Word for word, restate the lines from the one holding "pub fn parse_marker_time(value: &str)" through the end of the data below, including both endpoints and nothing more.

•••

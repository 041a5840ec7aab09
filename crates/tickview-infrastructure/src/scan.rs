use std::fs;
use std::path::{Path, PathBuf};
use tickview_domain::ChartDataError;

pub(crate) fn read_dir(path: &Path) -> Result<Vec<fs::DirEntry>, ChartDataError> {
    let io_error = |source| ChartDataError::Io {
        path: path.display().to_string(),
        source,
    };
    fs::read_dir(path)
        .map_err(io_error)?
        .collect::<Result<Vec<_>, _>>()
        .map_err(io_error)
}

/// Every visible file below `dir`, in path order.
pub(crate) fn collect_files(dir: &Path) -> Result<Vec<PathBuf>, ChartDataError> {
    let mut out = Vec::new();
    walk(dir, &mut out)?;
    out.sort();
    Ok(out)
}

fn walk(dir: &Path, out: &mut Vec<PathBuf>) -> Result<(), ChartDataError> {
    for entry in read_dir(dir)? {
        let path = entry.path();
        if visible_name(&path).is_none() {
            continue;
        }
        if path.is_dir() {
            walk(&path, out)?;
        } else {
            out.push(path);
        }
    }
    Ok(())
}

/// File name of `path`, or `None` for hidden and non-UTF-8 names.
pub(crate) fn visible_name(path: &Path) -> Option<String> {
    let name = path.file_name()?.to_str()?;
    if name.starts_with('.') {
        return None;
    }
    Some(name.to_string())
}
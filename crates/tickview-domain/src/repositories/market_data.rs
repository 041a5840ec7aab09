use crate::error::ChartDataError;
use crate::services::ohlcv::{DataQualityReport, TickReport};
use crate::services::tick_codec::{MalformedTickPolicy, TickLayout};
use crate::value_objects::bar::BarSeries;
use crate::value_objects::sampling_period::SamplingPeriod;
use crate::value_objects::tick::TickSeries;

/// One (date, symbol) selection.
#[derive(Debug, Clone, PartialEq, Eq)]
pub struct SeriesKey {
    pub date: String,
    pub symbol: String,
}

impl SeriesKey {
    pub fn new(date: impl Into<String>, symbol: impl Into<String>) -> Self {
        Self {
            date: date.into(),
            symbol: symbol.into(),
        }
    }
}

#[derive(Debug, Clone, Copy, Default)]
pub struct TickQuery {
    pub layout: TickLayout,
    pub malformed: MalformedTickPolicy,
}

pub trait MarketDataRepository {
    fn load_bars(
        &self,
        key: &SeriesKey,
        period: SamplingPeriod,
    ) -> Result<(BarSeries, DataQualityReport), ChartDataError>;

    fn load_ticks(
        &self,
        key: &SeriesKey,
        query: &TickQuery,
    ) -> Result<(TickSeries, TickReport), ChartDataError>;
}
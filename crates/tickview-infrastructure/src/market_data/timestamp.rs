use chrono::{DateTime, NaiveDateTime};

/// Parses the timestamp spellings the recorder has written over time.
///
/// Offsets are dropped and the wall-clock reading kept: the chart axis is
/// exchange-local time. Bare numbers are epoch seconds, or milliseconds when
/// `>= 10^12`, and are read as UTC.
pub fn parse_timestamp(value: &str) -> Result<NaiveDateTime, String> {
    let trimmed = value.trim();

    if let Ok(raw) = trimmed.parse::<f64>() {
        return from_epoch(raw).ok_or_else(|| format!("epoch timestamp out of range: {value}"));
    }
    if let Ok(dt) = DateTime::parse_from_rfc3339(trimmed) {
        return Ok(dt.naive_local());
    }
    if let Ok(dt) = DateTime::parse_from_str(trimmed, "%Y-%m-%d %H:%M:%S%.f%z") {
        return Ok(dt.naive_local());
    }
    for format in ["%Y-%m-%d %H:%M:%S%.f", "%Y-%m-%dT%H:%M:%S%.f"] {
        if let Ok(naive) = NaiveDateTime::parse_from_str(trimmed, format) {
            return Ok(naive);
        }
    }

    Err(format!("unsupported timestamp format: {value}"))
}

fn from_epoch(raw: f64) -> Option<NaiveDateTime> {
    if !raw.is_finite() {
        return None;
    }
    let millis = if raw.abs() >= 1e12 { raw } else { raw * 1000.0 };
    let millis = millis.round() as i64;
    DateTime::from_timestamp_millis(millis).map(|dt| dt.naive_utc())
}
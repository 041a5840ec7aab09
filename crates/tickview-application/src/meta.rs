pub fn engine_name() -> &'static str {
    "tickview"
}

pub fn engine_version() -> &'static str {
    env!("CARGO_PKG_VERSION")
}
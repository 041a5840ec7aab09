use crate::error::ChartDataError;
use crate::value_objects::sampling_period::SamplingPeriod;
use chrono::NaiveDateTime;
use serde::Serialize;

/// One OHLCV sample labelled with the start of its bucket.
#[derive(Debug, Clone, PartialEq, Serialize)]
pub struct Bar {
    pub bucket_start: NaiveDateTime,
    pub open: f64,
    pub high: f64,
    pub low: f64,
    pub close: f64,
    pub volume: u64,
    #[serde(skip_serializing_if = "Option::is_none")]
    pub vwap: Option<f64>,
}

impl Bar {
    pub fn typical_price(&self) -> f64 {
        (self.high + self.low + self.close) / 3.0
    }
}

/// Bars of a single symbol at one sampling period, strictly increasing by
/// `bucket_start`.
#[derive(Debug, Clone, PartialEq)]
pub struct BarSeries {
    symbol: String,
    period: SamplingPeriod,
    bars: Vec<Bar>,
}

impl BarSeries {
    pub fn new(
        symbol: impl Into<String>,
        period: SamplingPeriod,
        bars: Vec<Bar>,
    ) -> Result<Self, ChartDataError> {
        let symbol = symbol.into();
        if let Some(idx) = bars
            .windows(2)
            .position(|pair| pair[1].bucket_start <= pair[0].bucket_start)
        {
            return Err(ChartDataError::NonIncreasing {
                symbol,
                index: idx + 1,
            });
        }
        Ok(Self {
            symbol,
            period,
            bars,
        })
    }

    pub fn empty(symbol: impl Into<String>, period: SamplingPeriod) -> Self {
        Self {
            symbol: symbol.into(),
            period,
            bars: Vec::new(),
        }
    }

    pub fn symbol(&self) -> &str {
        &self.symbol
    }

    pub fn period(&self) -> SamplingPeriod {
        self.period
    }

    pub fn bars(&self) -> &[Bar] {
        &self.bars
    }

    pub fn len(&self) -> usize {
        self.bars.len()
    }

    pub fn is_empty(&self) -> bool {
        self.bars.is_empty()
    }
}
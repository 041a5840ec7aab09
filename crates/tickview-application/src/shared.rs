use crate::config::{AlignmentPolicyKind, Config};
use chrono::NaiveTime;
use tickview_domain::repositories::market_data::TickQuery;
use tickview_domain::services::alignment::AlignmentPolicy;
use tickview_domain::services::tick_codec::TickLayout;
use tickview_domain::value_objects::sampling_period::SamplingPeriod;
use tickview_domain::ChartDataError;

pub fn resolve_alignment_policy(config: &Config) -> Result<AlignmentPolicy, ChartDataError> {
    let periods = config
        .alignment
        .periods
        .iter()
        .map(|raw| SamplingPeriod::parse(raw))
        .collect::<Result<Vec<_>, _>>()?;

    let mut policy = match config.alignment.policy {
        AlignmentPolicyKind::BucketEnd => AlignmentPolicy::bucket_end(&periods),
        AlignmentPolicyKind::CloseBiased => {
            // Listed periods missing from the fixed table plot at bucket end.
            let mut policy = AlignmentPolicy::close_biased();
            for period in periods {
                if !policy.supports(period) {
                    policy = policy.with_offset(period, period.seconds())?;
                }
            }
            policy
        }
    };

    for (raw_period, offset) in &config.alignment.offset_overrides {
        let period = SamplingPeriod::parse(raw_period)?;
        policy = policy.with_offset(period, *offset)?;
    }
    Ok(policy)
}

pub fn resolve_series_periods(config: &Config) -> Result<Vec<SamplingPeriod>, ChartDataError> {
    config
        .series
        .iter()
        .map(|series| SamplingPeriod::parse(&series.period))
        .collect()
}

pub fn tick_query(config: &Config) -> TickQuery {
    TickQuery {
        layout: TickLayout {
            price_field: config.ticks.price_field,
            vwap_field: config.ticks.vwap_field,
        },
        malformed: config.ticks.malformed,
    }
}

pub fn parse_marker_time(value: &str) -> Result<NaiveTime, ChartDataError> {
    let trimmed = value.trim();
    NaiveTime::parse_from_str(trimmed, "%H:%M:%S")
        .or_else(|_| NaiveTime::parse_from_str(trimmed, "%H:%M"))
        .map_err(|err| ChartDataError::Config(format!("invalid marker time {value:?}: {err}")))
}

•••

■ Answer ■
pub fn parse_marker_time(value: &str) -> Result<NaiveTime, ChartDataError> {
    let trimmed = value.trim();
    NaiveTime::parse_from_str(trimmed, "%H:%M:%S")
        .or_else(|_| NaiveTime::parse_from_str(trimmed, "%H:%M"))
        .map_err(|err| ChartDataError::Config(format!("invalid marker time {value:?}: {err}")))
}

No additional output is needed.